Historical terrorist attack deaths suggest the probability of a terrorist attack causing human extinction is astronomically low. According to my preferred estimate, the median taken across the 10 distributions with lowest RSS fitted to the top 1 % logarithm of the terrorist attack deaths as a fraction of the global population, the annual probability of human extinction caused by a terrorist attack is 4.35*10^-15. Across all my 18 median estimates, it is 4.35*10^-15 for 2, and 0 for the other 16. For context, in the Existential Risk Persuasion Tournament (XPT), superforecasters and domain experts[5] predicted a probability of an engineered pathogen causing human extinction by 2100 of 0.01 % and 1 %, which are much higher than the implied by my prior estimates.

I do not think anthropics are confounding the results. There would be no one to do this analysis if a terrorist attack had caused human extinction in the past, but there would be for less severe large scale attacks, and there have not been any. The most deadly attack since 1970 on GTB only killed 1.70 k people. As a side note, the most deadly bioterrorist incident only killed 200 people (over 5 years).

Interestingly, some best fit distributions led to an annual probability of human extinction caused by a terrorist attack higher than 10 % (see last 2 graphs), which is unreasonably high. In terms of the best fit distributions to:

• The top 1 % terrorist attack deaths, a lognormal results in 45.1 %[6] (R^2 = 14.5 %).

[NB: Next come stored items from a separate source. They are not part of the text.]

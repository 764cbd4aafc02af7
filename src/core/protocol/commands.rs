//! Built-in command sets

use super::decode::DecoderKind;
use super::frame::CommandTemplate;

/// Scan card temperature, 2 data bytes
pub const TEMP_VALID_OF_SCAN_CARD: [u8; 18] = [
    0x55, 0xAA, 0x00, 0x00, 0xFE, 0x00, 0x01, 0x00, 0x00, 0x00, 0x00, 0x00, 0x00, 0x00, 0x00, 0x0A,
    0x02, 0x00,
];

/// Scan card supply voltage, 1 data byte
pub const VOLTAGE_OF_SCAN_CARD: [u8; 18] = [
    0x55, 0xAA, 0x00, 0x05, 0xFE, 0x00, 0x01, 0x00, 0x00, 0x00, 0x00, 0x00, 0x03, 0x00, 0x00, 0x0A,
    0x01, 0x00,
];

/// Multi-function card temperature, humidity and voltage, 4 data bytes
pub const FUNC_TEMP_HUM_VOLT: [u8; 18] = [
    0x55, 0xAA, 0x00, 0x16, 0xFE, 0x00, 0x02, 0x00, 0x00, 0x00, 0x00, 0x00, 0x00, 0x00, 0x00, 0x04,
    0x04, 0x00,
];

/// Primary and multi-function command templates, in polling order
#[derive(Debug, Clone, PartialEq, Eq)]
pub struct CommandSet {
    primary: Vec<CommandTemplate>,
    multifunction: Vec<CommandTemplate>,
}

impl CommandSet {
    /// Create a command set
    pub fn new(primary: Vec<CommandTemplate>, multifunction: Vec<CommandTemplate>) -> Self {
        Self {
            primary,
            multifunction,
        }
    }

    /// The commands shipped with the application
    pub fn builtin() -> Self {
        Self {
            primary: vec![
                CommandTemplate::builtin(
                    "TempValidOfScanCard",
                    DecoderKind::Temperature,
                    &TEMP_VALID_OF_SCAN_CARD,
                ),
                CommandTemplate::builtin(
                    "VoltageOfScanCard",
                    DecoderKind::Voltage,
                    &VOLTAGE_OF_SCAN_CARD,
                ),
            ],
            multifunction: vec![CommandTemplate::builtin(
                "FuncTempHumVolt",
                DecoderKind::Composite,
                &FUNC_TEMP_HUM_VOLT,
            )],
        }
    }

    /// Commands sent to every card
    pub fn primary(&self) -> &[CommandTemplate] {
        &self.primary
    }

    /// Commands sent once per cycle to the multi-function card
    pub fn multifunction(&self) -> &[CommandTemplate] {
        &self.multifunction
    }

    /// Find a command by name in either set (case-insensitive)
    pub fn find(&self, name: &str) -> Option<&CommandTemplate> {
        self.iter().find(|t| t.name().eq_ignore_ascii_case(name))
    }

    /// All commands, primary first
    pub fn iter(&self) -> impl Iterator<Item = &CommandTemplate> {
        self.primary.iter().chain(self.multifunction.iter())
    }

    /// Total number of commands
    pub fn len(&self) -> usize {
        self.primary.len() + self.multifunction.len()
    }

    /// Whether both sets are empty
    pub fn is_empty(&self) -> bool {
        self.len() == 0
    }
}

impl Default for CommandSet {
    fn default() -> Self {
        Self::builtin()
    }
}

• The logarithm of the top 1 % terrorist attack deaths as a fraction of the global population (the following are ordered by descending R^2):

Nonetheless, I have no reason to put lots of weight into the distributions above, so I assume it makes sense to rely on the median. In addition, according to extreme value theory, the right tail should follow a generalised Pareto, whose respective best fit to the top 1 % terrorist attack deaths results in an annual probability of human extinction caused by a terrorist attack of 0 (R^2 of 94.5 %).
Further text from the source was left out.